Un décalage criant entre la préparation et la réalité du parquet
Historiquement, le Sénégal a toujours été une nation phare du basketball africain, ce qui rend cette défaite d’autant plus amère. Pour Malick Bachir Diop, la pilule est d’autant plus difficile à avaler que son équipe sortait d’une phase de préparation jugée très satisfaisante. « Nous avions bénéficié d’une bonne préparation, meilleure que celle de certaines équipes », a-t-il souligné à la fin de la rencontre.

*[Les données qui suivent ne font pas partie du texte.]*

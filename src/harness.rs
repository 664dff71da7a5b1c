//! In-memory links between vats, with inspection helpers for driving
//! protocol traces step by step.

use std::cell::RefCell;
use std::collections::{BTreeMap, VecDeque};
use std::fmt;
use std::rc::Rc;

use anyhow::{Result, anyhow, bail};

use crate::comms::QueueHandle;
use crate::swiss::VatId;
use crate::vat::Vat;
use crate::wire::{self, Message};

/// One message observed on a link.
#[derive(Clone, Debug, PartialEq)]
pub struct Frame {
    pub from: VatId,
    pub to: VatId,
    pub message: Message,
}

impl fmt::Display for Frame {
    fn fmt(&self, f: &mut fmt::Formatter<'_>) -> fmt::Result {
        let body = wire::to_json(&self.message).map_err(|_| fmt::Error)?;
        write!(f, "{}->{} {}", self.from, self.to, body)
    }
}

#[derive(Default)]
struct Links {
    queues: BTreeMap<(VatId, VatId), VecDeque<Message>>,
    trace: Vec<Frame>,
}

/// A set of directed in-memory queues. Clones share state.
#[derive(Clone, Default)]
pub struct Queues {
    links: Rc<RefCell<Links>>,
}

impl Queues {
    pub fn new() -> Self {
        Self::default()
    }

    /// Create the `from -> to` queue and return the handle `from` writes to.
    pub fn add_queue(&self, from: impl Into<VatId>, to: impl Into<VatId>) -> QueueRef {
        let (from, to) = (from.into(), to.into());
        self.links
            .borrow_mut()
            .queues
            .entry((from.clone(), to.clone()))
            .or_default();
        QueueRef {
            links: self.links.clone(),
            from,
            to,
        }
    }

    pub fn pop(&self, from: &str, to: &str) -> Option<Message> {
        self.links
            .borrow_mut()
            .queues
            .get_mut(&(VatId::from(from), VatId::from(to)))
            .and_then(VecDeque::pop_front)
    }

    pub fn len(&self, from: &str, to: &str) -> usize {
        self.links
            .borrow()
            .queues
            .get(&(VatId::from(from), VatId::from(to)))
            .map_or(0, VecDeque::len)
    }

    /// Pop the next message on `from -> to` and check it equals `expected`.
    pub fn expect(&self, from: &str, to: &str, expected: &Message) -> Result<Message> {
        let got = self
            .pop(from, to)
            .ok_or_else(|| anyhow!("expected a message on {from}->{to}, queue is empty"))?;
        if &got != expected {
            bail!(
                "unexpected message on {from}->{to}: got {}, expected {}",
                wire::to_json(&got)?,
                wire::to_json(expected)?
            );
        }
        Ok(got)
    }

    pub fn expect_empty(&self, from: &str, to: &str) -> Result<()> {
        if let Some(got) = self.pop(from, to) {
            bail!("expected {from}->{to} to be empty, found {}", wire::to_json(&got)?);
        }
        Ok(())
    }

    /// Pop an `ack(seqnum)` on `from -> to` and hand it to `receiver`.
    pub fn expect_and_deliver_ack(
        &self,
        from: &str,
        to: &str,
        receiver: &mut Vat,
        seqnum: u64,
    ) -> Result<()> {
        let ack = self.expect(from, to, &Message::ack(seqnum))?;
        receiver.comms_received(from, ack);
        Ok(())
    }

    /// Every message pushed so far, in push order.
    pub fn trace(&self) -> Vec<Frame> {
        self.links.borrow().trace.clone()
    }

    pub fn is_empty(&self) -> bool {
        self.links.borrow().queues.values().all(VecDeque::is_empty)
    }

    /// Deliver queued messages to their vats and drain them until every
    /// queue is empty and every vat is idle. Returns the number of messages
    /// delivered.
    pub fn pump(&self, vats: &mut [&mut Vat]) -> Result<usize> {
        let mut delivered = 0;
        loop {
            let keys: Vec<(VatId, VatId)> = self.links.borrow().queues.keys().cloned().collect();
            let mut moved = false;
            for (from, to) in keys {
                while let Some(message) = self.pop(from.as_str(), to.as_str()) {
                    let vat = vats
                        .iter_mut()
                        .find(|v| v.id() == &to)
                        .ok_or_else(|| anyhow!("no vat named {to} to receive from {from}"))?;
                    vat.comms_received(from.clone(), message);
                    delivered += 1;
                    moved = true;
                }
            }
            for vat in vats.iter_mut() {
                if !vat.is_idle() {
                    vat.drain();
                    moved = true;
                }
            }
            if !moved {
                return Ok(delivered);
            }
        }
    }
}

/// Write end of one `from -> to` queue.
pub struct QueueRef {
    links: Rc<RefCell<Links>>,
    from: VatId,
    to: VatId,
}

impl QueueHandle for QueueRef {
    fn push(&mut self, message: Message) {
        let mut links = self.links.borrow_mut();
        links.trace.push(Frame {
            from: self.from.clone(),
            to: self.to.clone(),
            message: message.clone(),
        });
        links
            .queues
            .entry((self.from.clone(), self.to.clone()))
            .or_default()
            .push_back(message);
    }
}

Cependant, le technicien déplore un manque d’engagement flagrant et une incapacité à reproduire les schémas travaillés à l’entraînement. L’agressivité et l’intensité, primordiales dans ce type de tournoi continental, ont cruellement fait défaut aux jeunes Sénégalaises face à des adversaires physiquement et tactiquement prêtes.

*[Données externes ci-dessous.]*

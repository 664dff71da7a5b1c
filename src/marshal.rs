//! Swiss-number registry and marshaller.
//!
//! Exports map swiss numbers owned by this vat to local objects and vows.
//! Imports map (owner vat, swiss) pairs to local presences and vows. Values
//! are encoded per destination peer, because exporting an unresolved vow
//! subscribes that peer to its settlement.

use std::collections::{HashMap, HashSet};
use std::rc::Weak;

use tracing::trace;

use crate::error::{Rejection, VatError};
use crate::swiss::{SwissAllocator, SwissNum, VatId};
use crate::value::{ObjectId, Presence, PresenceInner, Ref, Settlement, Value, VowId};
use crate::vow::{Subscriber, VowState, VowTable};
use crate::wire::{QCLASS, WireValue};

/// What an exported swiss number designates.
#[derive(Clone, Copy, Debug, PartialEq, Eq)]
pub enum Export {
    Object(ObjectId),
    Vow(VowId),
}

pub struct Registry {
    vat: VatId,
    alloc: SwissAllocator,
    exports: HashMap<SwissNum, Export>,
    object_swiss: HashMap<ObjectId, SwissNum>,
    vow_swiss: HashMap<VowId, SwissNum>,
    // Result slots are named by the caller's swissbase, so they are scoped
    // to the calling peer.
    result_slots: HashMap<(VatId, SwissNum), VowId>,
    // Vow swiss numbers whose settlement has been broadcast. Never reused.
    retired: HashSet<SwissNum>,
    revoked: HashSet<SwissNum>,
    presences: HashMap<(VatId, SwissNum), Weak<PresenceInner>>,
    imported_vows: HashMap<(VatId, SwissNum), VowId>,
    import_origin: HashMap<VowId, (VatId, SwissNum)>,
}

impl Registry {
    pub fn new(vat: VatId, first_swiss: u64) -> Self {
        Self {
            vat,
            alloc: SwissAllocator::new(first_swiss),
            exports: HashMap::new(),
            object_swiss: HashMap::new(),
            vow_swiss: HashMap::new(),
            result_slots: HashMap::new(),
            retired: HashSet::new(),
            revoked: HashSet::new(),
            presences: HashMap::new(),
            imported_vows: HashMap::new(),
            import_origin: HashMap::new(),
        }
    }

    pub fn next_base(&mut self) -> String {
        self.alloc.next_base()
    }

    /// Export an object under a caller-chosen swiss number (the root).
    pub fn export_at(&mut self, swiss: SwissNum, object: ObjectId) -> Result<(), VatError> {
        if self.exports.contains_key(&swiss)
            || self.retired.contains(&swiss)
            || self.revoked.contains(&swiss)
        {
            return Err(VatError::SwissInUse(swiss.to_string()));
        }
        self.exports.insert(swiss.clone(), Export::Object(object));
        self.object_swiss.insert(object, swiss);
        Ok(())
    }

    pub fn export_object(&mut self, object: ObjectId) -> SwissNum {
        if let Some(swiss) = self.object_swiss.get(&object) {
            return swiss.clone();
        }
        let swiss = self.alloc.next_export();
        trace!(vat = %self.vat, %object, %swiss, "export object");
        self.exports.insert(swiss.clone(), Export::Object(object));
        self.object_swiss.insert(object, swiss.clone());
        swiss
    }

    fn export_vow(&mut self, vow: VowId) -> SwissNum {
        if let Some(swiss) = self.vow_swiss.get(&vow) {
            return swiss.clone();
        }
        let swiss = self.alloc.next_export();
        trace!(vat = %self.vat, %vow, %swiss, "export vow");
        self.exports.insert(swiss.clone(), Export::Vow(vow));
        self.vow_swiss.insert(vow, swiss.clone());
        swiss
    }

    pub fn has_result_slot(&self, peer: &VatId, swiss: &SwissNum) -> bool {
        self.result_slots.contains_key(&(peer.clone(), swiss.clone()))
    }

    /// Bind the result slot a peer named for one of its calls. Fails if the
    /// name is currently bound.
    pub fn open_result_slot(&mut self, peer: &VatId, swiss: SwissNum, vow: VowId) -> bool {
        let key = (peer.clone(), swiss);
        if self.result_slots.contains_key(&key) {
            return false;
        }
        self.result_slots.insert(key, vow);
        true
    }

    /// Unbind a result slot once the caller has acknowledged its resolve.
    pub fn close_result_slot(&mut self, peer: &VatId, swiss: &SwissNum) -> Option<VowId> {
        self.result_slots.remove(&(peer.clone(), swiss.clone()))
    }

    pub fn result_slot_count(&self) -> usize {
        self.result_slots.len()
    }

    /// Find what an inbound `send` from `peer` targets.
    pub fn lookup(&self, peer: &VatId, swiss: &SwissNum) -> Result<Export, Rejection> {
        if let Some(vow) = self.result_slots.get(&(peer.clone(), swiss.clone())) {
            return Ok(Export::Vow(*vow));
        }
        if let Some(export) = self.exports.get(swiss) {
            return Ok(*export);
        }
        if self.retired.contains(swiss) {
            return Err(Rejection::invalid_reference(format!(
                "swiss number {swiss} in vat {} is retired",
                self.vat
            )));
        }
        if self.revoked.contains(swiss) {
            return Err(Rejection::invalid_reference(format!(
                "swiss number {swiss} in vat {} is revoked",
                self.vat
            )));
        }
        Err(Rejection::invalid_reference(format!(
            "unknown swiss number {swiss} in vat {}",
            self.vat
        )))
    }

    /// Retire a settled vow's export once its settlement has been broadcast.
    /// Result slots are left to [`Registry::close_result_slot`].
    pub fn retire_vow(&mut self, vow: VowId) {
        if let Some(swiss) = self.vow_swiss.remove(&vow) {
            self.exports.remove(&swiss);
            self.retired.insert(swiss);
        }
    }

    pub fn is_retired(&self, swiss: &SwissNum) -> bool {
        self.retired.contains(swiss)
    }

    /// Drop an object from the export table. Its swiss number is never reused.
    pub fn revoke_object(&mut self, object: ObjectId) -> bool {
        match self.object_swiss.remove(&object) {
            Some(swiss) => {
                self.exports.remove(&swiss);
                self.revoked.insert(swiss);
                true
            }
            None => false,
        }
    }

    /// Register the local vow standing for a remote result slot or vow.
    pub fn import_vow(&mut self, owner: VatId, swiss: SwissNum, vow: VowId) {
        self.import_origin.insert(vow, (owner.clone(), swiss.clone()));
        self.imported_vows.insert((owner, swiss), vow);
    }

    /// Remove and return the import a `resolve` from `peer` addresses.
    pub fn take_import(&mut self, peer: &VatId, swiss: &SwissNum) -> Option<VowId> {
        let vow = self.imported_vows.remove(&(peer.clone(), swiss.clone()))?;
        self.import_origin.remove(&vow);
        Some(vow)
    }

    /// Where an imported vow lives, for pipelining sends to it.
    pub fn import_origin(&self, vow: VowId) -> Option<&(VatId, SwissNum)> {
        self.import_origin.get(&vow)
    }

    pub fn intern_presence(&mut self, owner: VatId, swiss: SwissNum) -> Presence {
        let key = (owner, swiss);
        if let Some(existing) = self.presences.get(&key).and_then(Presence::upgrade) {
            return existing;
        }
        let presence = Presence::new(key.0.clone(), key.1.clone());
        self.presences.insert(key, presence.downgrade());
        presence
    }

    /// Forget presences no local value holds any more. Returns how many went.
    pub fn sweep(&mut self) -> usize {
        let before = self.presences.len();
        self.presences.retain(|_, weak| weak.strong_count() > 0);
        before - self.presences.len()
    }

    pub fn presence_count(&self) -> usize {
        self.presences.len()
    }

    pub fn import_count(&self) -> usize {
        self.imported_vows.len()
    }

    /// Vows the registry still names: live exports, bound result slots and
    /// pending imports.
    pub fn pinned_vows(&self) -> HashSet<VowId> {
        self.vow_swiss
            .keys()
            .chain(self.result_slots.values())
            .chain(self.imported_vows.values())
            .copied()
            .collect()
    }

    /// Encode `values` for delivery to `peer`. Nothing is exported or
    /// subscribed unless every value can be encoded.
    pub fn encode_all(
        &mut self,
        vows: &mut VowTable,
        values: &[Value],
        peer: &VatId,
    ) -> Result<Vec<WireValue>, VatError> {
        for value in values {
            check(vows, value)?;
        }
        values
            .iter()
            .map(|value| self.encode_checked(vows, value, peer))
            .collect()
    }

    /// Encode `value` for delivery to `peer`.
    pub fn encode(
        &mut self,
        vows: &mut VowTable,
        value: &Value,
        peer: &VatId,
    ) -> Result<WireValue, VatError> {
        check(vows, value)?;
        self.encode_checked(vows, value, peer)
    }

    fn encode_checked(
        &mut self,
        vows: &mut VowTable,
        value: &Value,
        peer: &VatId,
    ) -> Result<WireValue, VatError> {
        Ok(match value {
            Value::Undefined => WireValue::Undefined,
            Value::Null => WireValue::Null,
            Value::Bool(b) => WireValue::Bool(*b),
            Value::Int(n) => WireValue::Int(*n),
            Value::Float(f) => WireValue::Float(*f),
            Value::Str(s) => WireValue::Str(s.clone()),
            Value::List(items) => WireValue::List(
                items
                    .iter()
                    .map(|item| self.encode_checked(vows, item, peer))
                    .collect::<Result<Vec<_>, _>>()?,
            ),
            Value::Record(fields) => WireValue::Record(
                fields
                    .iter()
                    .map(|(k, v)| Ok((k.clone(), self.encode_checked(vows, v, peer)?)))
                    .collect::<Result<_, VatError>>()?,
            ),
            Value::Ref(Ref::Object(object)) => {
                WireValue::presence(self.vat.clone(), self.export_object(*object))
            }
            Value::Ref(Ref::Presence(p)) => WireValue::presence(p.vat().clone(), p.swiss().clone()),
            Value::Ref(Ref::Vow(vow)) => match vows.state(vow.id()) {
                None => return Err(VatError::UnknownVow(vow.id())),
                Some(VowState::Resolved(settled)) => {
                    let settled = settled.clone();
                    self.encode_checked(vows, &settled, peer)?
                }
                Some(VowState::Rejected(r)) => WireValue::from(r),
                Some(VowState::Unresolved) => {
                    let swiss = self.export_vow(vow.id());
                    vows.subscribe(
                        vow.id(),
                        Subscriber {
                            peer: peer.clone(),
                            swiss: swiss.clone(),
                        },
                    )?;
                    WireValue::unresolved_vow(self.vat.clone(), swiss)
                }
            },
        })
    }

    /// Decode a value that arrived from `peer`.
    pub fn decode(
        &mut self,
        vows: &mut VowTable,
        wire: WireValue,
        peer: &VatId,
    ) -> Result<Value, VatError> {
        Ok(match wire {
            WireValue::Undefined => Value::Undefined,
            WireValue::Null => Value::Null,
            WireValue::Bool(b) => Value::Bool(b),
            WireValue::Int(n) => Value::Int(n),
            WireValue::Float(f) => Value::Float(f),
            WireValue::Str(s) => Value::Str(s),
            WireValue::List(items) => Value::List(
                items
                    .into_iter()
                    .map(|item| self.decode(vows, item, peer))
                    .collect::<Result<Vec<_>, _>>()?,
            ),
            WireValue::Record(fields) => Value::Record(
                fields
                    .into_iter()
                    .map(|(k, v)| Ok((k, self.decode(vows, v, peer)?)))
                    .collect::<Result<_, VatError>>()?,
            ),
            WireValue::Presence { vat_id, swissnum } => {
                if vat_id == self.vat {
                    match self.exports.get(&swissnum) {
                        Some(Export::Object(object)) => Value::object(*object),
                        _ => return Err(self.dangling(&swissnum)),
                    }
                } else {
                    Value::from(self.intern_presence(vat_id, swissnum))
                }
            }
            WireValue::UnresolvedVow { vat_id, swissnum } => {
                if vat_id == self.vat {
                    let own = match self.exports.get(&swissnum) {
                        Some(Export::Vow(vow)) => vows.handle(*vow),
                        _ => None,
                    };
                    match own {
                        Some(vow) => Value::vow(vow),
                        None => return Err(self.dangling(&swissnum)),
                    }
                } else {
                    let key = (vat_id, swissnum);
                    match self.imported_vows.get(&key).and_then(|vow| vows.handle(*vow)) {
                        Some(vow) => Value::vow(vow),
                        None => {
                            let vow = vows.create();
                            self.import_vow(key.0, key.1, vow.id());
                            Value::vow(vow)
                        }
                    }
                }
            }
            WireValue::Error { name, message } => {
                let rejection = Rejection::new(
                    crate::error::RejectionKind::from_name(&name),
                    message,
                );
                Value::vow(vows.create_settled(Settlement::Rejected(rejection)))
            }
        })
    }

    fn dangling(&self, swiss: &SwissNum) -> VatError {
        VatError::Decode(format!(
            "descriptor names swiss {swiss} which vat {} does not export",
            self.vat
        ))
    }
}

/// Reject what cannot be encoded before any export happens.
fn check(vows: &VowTable, value: &Value) -> Result<(), VatError> {
    match value {
        Value::List(items) => items.iter().try_for_each(|item| check(vows, item)),
        Value::Record(fields) => {
            if fields.contains_key(QCLASS) {
                return Err(VatError::Marshal(format!(
                    "record field `{QCLASS}` is reserved"
                )));
            }
            fields.values().try_for_each(|v| check(vows, v))
        }
        Value::Ref(Ref::Vow(vow)) => match vows.state(vow.id()) {
            None => Err(VatError::UnknownVow(vow.id())),
            Some(VowState::Resolved(settled)) => check(vows, settled),
            Some(_) => Ok(()),
        },
        _ => Ok(()),
    }
}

Le fléau des pertes de balle
Le point noir de cette rencontre réside dans la gestion de la balle. Les statistiques sont accablantes : 23 pertes de balle concédées par les Lioncelles. Un déchet technique rédhibitoire à ce niveau de la compétition. Le sélectionneur n’a pas manqué de le rappeler : « Ces pertes de balle ont offert plus d’une quarantaine de points à notre adversaire. À ce niveau de compétition, il est très difficile d’espérer un bon résultat avec autant d’erreurs. »
L’expérience camerounaise a pesé dans la balance
Malgré ce lourd revers — un écart inédit pour le coach sénégalais —, Malick Bachir Diop refuse de sombrer dans le pessimisme. Il a tenu à contextualiser cette défaite en rappelant le statut du Cameroun. Les Lionnes Indomptables U18 font figure de favorites dans cette poule, portées par un noyau de joueuses rodées aux grandes compétitions internationales, notamment avec de récentes participations au Championnat du monde U19. « Nous avons joué huit matchs de préparation, mais les deux équipes n’évoluent pas encore au même niveau », a concédé le technicien.

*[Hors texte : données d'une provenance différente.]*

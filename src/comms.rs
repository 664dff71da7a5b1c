//! Per-peer connection state: outbound sequencing, acknowledgement and
//! in-order filtering of inbound messages.

use std::collections::VecDeque;
use std::sync::mpsc;

use tracing::{debug, trace, warn};

use crate::swiss::VatId;
use crate::wire::{Message, Op};

/// Outbound half of a link, handed to `Vat::connection_made`.
pub trait QueueHandle {
    fn push(&mut self, message: Message);
}

impl QueueHandle for mpsc::Sender<Message> {
    fn push(&mut self, message: Message) {
        if self.send(message).is_err() {
            debug!("peer queue closed; message left for retransmission");
        }
    }
}

/// What the connection made of one inbound message.
#[derive(Debug, PartialEq)]
pub enum Inbound {
    /// In sequence: acked and ready for the scheduler.
    Accepted { seqnum: u64, op: Op },
    /// Duplicate or gap; the peer is expected to retransmit.
    Discarded { seqnum: u64, expected: u64 },
    /// An ack, releasing `released` buffered messages.
    Acked { seqnum: u64, released: usize },
}

pub struct Connection {
    peer: VatId,
    next_seqnum: u64,
    acked_through: Option<u64>,
    expected_inbound: u64,
    unacked: VecDeque<Message>,
    // Acks owed to the peer while no queue is attached.
    owed_acks: Vec<u64>,
    queue: Option<Box<dyn QueueHandle>>,
    max_unacked: usize,
}

impl Connection {
    pub fn new(peer: VatId, max_unacked: usize) -> Self {
        Self {
            peer,
            next_seqnum: 0,
            acked_through: None,
            expected_inbound: 0,
            unacked: VecDeque::new(),
            owed_acks: Vec::new(),
            queue: None,
            max_unacked,
        }
    }

    pub fn next_seqnum(&self) -> u64 {
        self.next_seqnum
    }

    pub fn acked_through(&self) -> Option<u64> {
        self.acked_through
    }

    pub fn expected_inbound(&self) -> u64 {
        self.expected_inbound
    }

    pub fn unacked_len(&self) -> usize {
        self.unacked.len()
    }

    pub fn unacked_seqnums(&self) -> Vec<u64> {
        self.unacked.iter().map(Message::seqnum).collect()
    }

    pub fn is_attached(&self) -> bool {
        self.queue.is_some()
    }

    /// Attach (or replace) the outbound queue and flush everything the peer
    /// has not yet acknowledged, in sequence order.
    pub fn attach(&mut self, queue: Box<dyn QueueHandle>) {
        self.queue = Some(queue);
        for seqnum in std::mem::take(&mut self.owed_acks) {
            self.transmit(Message::Ack { seqnum });
        }
        let pending: Vec<Message> = self.unacked.iter().cloned().collect();
        for message in pending {
            self.transmit(message);
        }
    }

    /// Sequence `op`, keep it until acknowledged, and transmit it if a queue
    /// is attached.
    pub fn send(&mut self, op: Op) -> u64 {
        let seqnum = self.next_seqnum;
        self.next_seqnum += 1;
        let message = Message::Op { seqnum, op };
        if self.queue.is_some() {
            self.transmit(message.clone());
        }
        self.unacked.push_back(message);
        if self.unacked.len() > self.max_unacked {
            warn!(
                peer = %self.peer,
                unacked = self.unacked.len(),
                "unacknowledged buffer above limit"
            );
        }
        seqnum
    }

    pub fn receive(&mut self, message: Message) -> Inbound {
        match message {
            Message::Ack { seqnum } => self.receive_ack(seqnum),
            Message::Op { seqnum, op } => {
                if seqnum != self.expected_inbound {
                    // The peer missed our ack for something already delivered.
                    if seqnum < self.expected_inbound {
                        self.transmit(Message::Ack { seqnum });
                    }
                    debug!(
                        peer = %self.peer,
                        seqnum,
                        expected = self.expected_inbound,
                        "discarding out-of-sequence message"
                    );
                    return Inbound::Discarded {
                        seqnum,
                        expected: self.expected_inbound,
                    };
                }
                self.expected_inbound += 1;
                if self.queue.is_some() {
                    self.transmit(Message::Ack { seqnum });
                } else {
                    self.owed_acks.push(seqnum);
                }
                Inbound::Accepted { seqnum, op }
            }
        }
    }

    fn receive_ack(&mut self, seqnum: u64) -> Inbound {
        if seqnum >= self.next_seqnum {
            debug!(peer = %self.peer, seqnum, "ignoring ack for a message never sent");
            return Inbound::Acked { seqnum, released: 0 };
        }
        let before = self.unacked.len();
        self.unacked.retain(|m| m.seqnum() > seqnum);
        let released = before - self.unacked.len();
        if self.acked_through.is_none_or(|through| seqnum > through) {
            self.acked_through = Some(seqnum);
        }
        trace!(peer = %self.peer, seqnum, released, "ack");
        Inbound::Acked { seqnum, released }
    }

    /// Resend every unacknowledged message. Returns how many were sent.
    pub fn retransmit(&mut self) -> usize {
        if !self.is_attached() {
            return 0;
        }
        let pending: Vec<Message> = self.unacked.iter().cloned().collect();
        let count = pending.len();
        for message in pending {
            self.transmit(message);
        }
        count
    }

    fn transmit(&mut self, message: Message) {
        if let Some(queue) = self.queue.as_mut() {
            queue.push(message);
        }
    }
}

Cap sur la Tunisie et le Nigeria
L’heure n’est plus aux regrets mais à la remobilisation. Pour espérer poursuivre l’aventure dans ce tournoi ivoirien, le Sénégal devra impérativement montrer un autre visage lors de ses prochaines sorties contre la Tunisie et le Nigeria. Le sélectionneur a déjà tracé la feuille de route : ses joueuses devront faire preuve de plus de créativité, varier leurs systèmes offensifs et ne plus s’en remettre exclusivement à une adresse aux tirs qui a fait défaut lors de ce premier test. Les Lioncelles sont prévenues, la balle est désormais dans leur camp.